2014 Parlophone definitive edition CD3 - Live at Hammersmith 14 April 1975 - Part 2
| No. | Title | Length |
|---|---|---|
| 1. | "49th Parallel" | 3:43 |
| 2. | "Death Trip" | 14:39 |
| 3. | "Judy Teen" | 3:17 |
| 4. | "Mr.
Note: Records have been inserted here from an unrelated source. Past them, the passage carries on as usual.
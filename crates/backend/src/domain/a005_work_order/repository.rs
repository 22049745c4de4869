use chrono::{DateTime, NaiveDate, Utc};
use contracts::domain::a005_work_order::aggregate::{
    ChecklistResult, WorkOrder, WorkOrderId, WorkOrderStatus,
};
use contracts::domain::common::{BaseAggregate, EntityMetadata, StatusWorkflow};
use serde::{Deserialize, Serialize};
use uuid::Uuid;

use sea_orm::entity::prelude::*;

use sea_orm::{ColumnTrait, EntityTrait, PaginatorTrait, QueryFilter, QueryOrder, Set};

use crate::shared::data::db::get_connection;

#[derive(Clone, Debug, PartialEq, Eq, DeriveEntityModel, Serialize, Deserialize)]
#[sea_orm(table_name = "a005_work_order")]
pub struct Model {
    #[sea_orm(primary_key, auto_increment = false)]
    pub id: String,
    pub code: String,
    pub description: String,
    pub comment: Option<String>,
    pub equipment_id: String,
    pub checklist_template_id: String,
    pub pm_plan_id: Option<String>,
    pub planned_date: NaiveDate,
    pub assignee_id: Option<String>,
    pub status: String,
    /// Результаты по пунктам чек-листа (JSON массив)
    pub results_json: String,
    pub started_at: Option<DateTime<Utc>>,
    pub completed_at: Option<DateTime<Utc>>,
    pub closed_at: Option<DateTime<Utc>>,
    pub is_deleted: bool,
    pub created_at: Option<DateTime<Utc>>,
    pub updated_at: Option<DateTime<Utc>>,
    pub version: i32,
}

#[derive(Copy, Clone, Debug, EnumIter, DeriveRelation)]
pub enum Relation {}

impl ActiveModelBehavior for ActiveModel {}

impl From<Model> for WorkOrder {
    fn from(m: Model) -> Self {
        let metadata = EntityMetadata {
            created_at: m.created_at.unwrap_or_else(Utc::now),
            updated_at: m.updated_at.unwrap_or_else(Utc::now),
            is_deleted: m.is_deleted,
            version: m.version,
        };
        let uuid = Uuid::parse_str(&m.id).unwrap_or_else(|_| Uuid::new_v4());
        let results: Vec<ChecklistResult> =
            serde_json::from_str(&m.results_json).unwrap_or_else(|e| {
                tracing::warn!("Broken results_json in work order {}: {}", m.id, e);
                Vec::new()
            });

        WorkOrder {
            base: BaseAggregate::with_metadata(
                WorkOrderId(uuid),
                m.code,
                m.description,
                m.comment,
                metadata,
            ),
            equipment_id: m.equipment_id,
            checklist_template_id: m.checklist_template_id,
            pm_plan_id: m.pm_plan_id,
            planned_date: m.planned_date,
            assignee_id: m.assignee_id,
            status: WorkOrderStatus::parse(&m.status).unwrap_or_default(),
            results,
            started_at: m.started_at,
            completed_at: m.completed_at,
            closed_at: m.closed_at,
        }
    }
}

fn conn() -> &'static DatabaseConnection {
    get_connection()
}

fn to_active(aggregate: &WorkOrder) -> anyhow::Result<ActiveModel> {
    Ok(ActiveModel {
        id: Set(aggregate.base.id.value().to_string()),
        code: Set(aggregate.base.code.clone()),
        description: Set(aggregate.base.description.clone()),
        comment: Set(aggregate.base.comment.clone()),
        equipment_id: Set(aggregate.equipment_id.clone()),
        checklist_template_id: Set(aggregate.checklist_template_id.clone()),
        pm_plan_id: Set(aggregate.pm_plan_id.clone()),
        planned_date: Set(aggregate.planned_date),
        assignee_id: Set(aggregate.assignee_id.clone()),
        status: Set(aggregate.status.as_str().to_string()),
        results_json: Set(serde_json::to_string(&aggregate.results)?),
        started_at: Set(aggregate.started_at),
        completed_at: Set(aggregate.completed_at),
        closed_at: Set(aggregate.closed_at),
        is_deleted: Set(aggregate.base.metadata.is_deleted),
        created_at: Set(Some(aggregate.base.metadata.created_at)),
        updated_at: Set(Some(aggregate.base.metadata.updated_at)),
        version: Set(aggregate.base.metadata.version),
    })
}

fn models_to_orders(models: Vec<Model>) -> Vec<WorkOrder> {
    models.into_iter().map(Into::into).collect()
}

pub async fn list_all() -> anyhow::Result<Vec<WorkOrder>> {
    let models = Entity::find()
        .filter(Column::IsDeleted.eq(false))
        .order_by_asc(Column::PlannedDate)
        .order_by_asc(Column::Code)
        .all(conn())
        .await?;
    Ok(models_to_orders(models))
}

pub async fn list_by_plan(pm_plan_id: &str) -> anyhow::Result<Vec<WorkOrder>> {
    let models = Entity::find()
        .filter(Column::IsDeleted.eq(false))
        .filter(Column::PmPlanId.eq(pm_plan_id))
        .order_by_asc(Column::PlannedDate)
        .all(conn())
        .await?;
    Ok(models_to_orders(models))
}

pub async fn list_by_equipment(equipment_id: &str) -> anyhow::Result<Vec<WorkOrder>> {
    let models = Entity::find()
        .filter(Column::IsDeleted.eq(false))
        .filter(Column::EquipmentId.eq(equipment_id))
        .order_by_desc(Column::PlannedDate)
        .all(conn())
        .await?;
    Ok(models_to_orders(models))
}

pub async fn get_by_id(id: Uuid) -> anyhow::Result<Option<WorkOrder>> {
    let result = Entity::find_by_id(id.to_string())
        .filter(Column::IsDeleted.eq(false))
        .one(conn())
        .await?;
    Ok(result.map(Into::into))
}

pub async fn count_all() -> anyhow::Result<u64> {
    Ok(Entity::find().count(conn()).await?)
}

pub async fn insert(aggregate: &WorkOrder) -> anyhow::Result<Uuid> {
    to_active(aggregate)?.insert(conn()).await?;
    Ok(aggregate.base.id.value())
}

pub async fn update(aggregate: &WorkOrder) -> anyhow::Result<()> {
    let mut active = to_active(aggregate)?;
    active.created_at = sea_orm::ActiveValue::NotSet;
    active.update(conn()).await?;
    Ok(())
}

pub async fn soft_delete(id: Uuid) -> anyhow::Result<bool> {
    use sea_orm::sea_query::Expr;
    let result = Entity::update_many()
        .col_expr(Column::IsDeleted, Expr::value(true))
        .col_expr(Column::UpdatedAt, Expr::value(Utc::now()))
        .filter(Column::Id.eq(id.to_string()))
        .filter(Column::IsDeleted.eq(false))
        .exec(conn())
        .await?;
    Ok(result.rows_affected > 0)
}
Soft" | 3:16 |
| 5. | "The Best Years of Our Lives" | 5:06 |
| 6. | "Make Me Smile (Come Up and See Me)" | 4:34 |
| 7. | "Tumbling Down" | 11:04 |

2025 Chrysalis 50th anniversary edition CD1 bonus track
| No. | Title | Length |
|---|---|---|
| 10. | "Another Journey" (B-side of "Make Me Smile (Come Up and See Me)") | 2:51 |

2025 Chrysalis 50th anniversary edition CD2
| No. | Title | Length |
|---|---|---|
| 1. | "Another Journey" (early version) | 3:30 |
| 2. | "It Wasn't Me" (outtake) | 6:26 |
| 3. | "The Mad, Mad Moonlight" (rehearsal version) | 5:30 |
| 4. | "Back to the Farm" (instrumental rehearsal) | 2:11 |
| 5. | "49th Parallel" (rehearsal) | 3:44 |
| 6. | "Panorama" (vocal run through) | 6:37 |
| 7. | "Make Me Smile (Come Up and See Me)" (false start) | 0:52 |
| 8. | "Make Me Smile (Come Up and See Me)" (rough mix) | 3:17 |
| 9. | "Another Journey" (acoustic demo) | 1:32 |
| 10. | "The Best Years of Our Lives" (rehearsal version) | 1:45 |
| 11. | "The Best Years of Our Lives" (acoustic version) | 5:28 |

==Personnel==
Steve Harley & Cockney Rebel
- Steve Harley – vocals
- Jim Cregan – electric guitar, acoustic guitar, backing vocals
- George Ford – bass guitar, string bass, backing vocals
- Duncan Mackay – electric piano, grand piano, elka, clavinet, synthesizer, Hammond organ
- Stuart Elliott – drums, percussion, marimba

Additional musicians
- Tina Charles – backing vocals
- Martin Jay – backing vocals
- Yvonne Keeley – backing vocals
- Linda Lewis – backing vocals
- Liza Strike – backing vocals

Production
- Steve Harley – producer
- Alan Parsons – producer, engineer, mixing
- Gary Edwards – tape operator
- Peter James – tape operator
- Andrew Powell – horn and brass arrangement (track 5)
- Chris Blair – mastering

Design
- Mick Rock – photography, sleeve design
- George Hardie – lettering

==Charts==

| Chart (1975) | Peak position |
|---|---|
| Australia (Kent Music Report) | 62 |
| Dutch Albums Chart | 11 |
| Finnish Albums (Suomen virallinen lista) | 21 |
| UK Albums Chart | 4 |
| US Record World 151-200 Album Chart | 182 |

2021 reissue

| Chart (2021) | Peak position |
|---|---|
| Scottish Albums (Official Charts) | 42 |
| UK Albums Sales Chart (OCC) | 68 |
| UK Independent Albums (Official Charts) | 22 |
| UK Physical Albums Chart (OCC) | 57 |
| UK Vinyl Albums Chart (OCC) | 22 |

2025 reissue

| Chart (2025) | Peak position |
|---|---|
| Scottish Albums (Official Charts) | 11 |
| UK Albums Sales Chart (OCC) | 12 |
| UK Independent Albums (Official Charts) | 7 |
| UK Physical Albums Chart (OCC) | 11 |

==Certifications==

| Region | Certification | Certified units/sales |
| United Kingdom (BPI) | Gold | 100,000^{^} |
^{^} Shipments figures based on certification alone.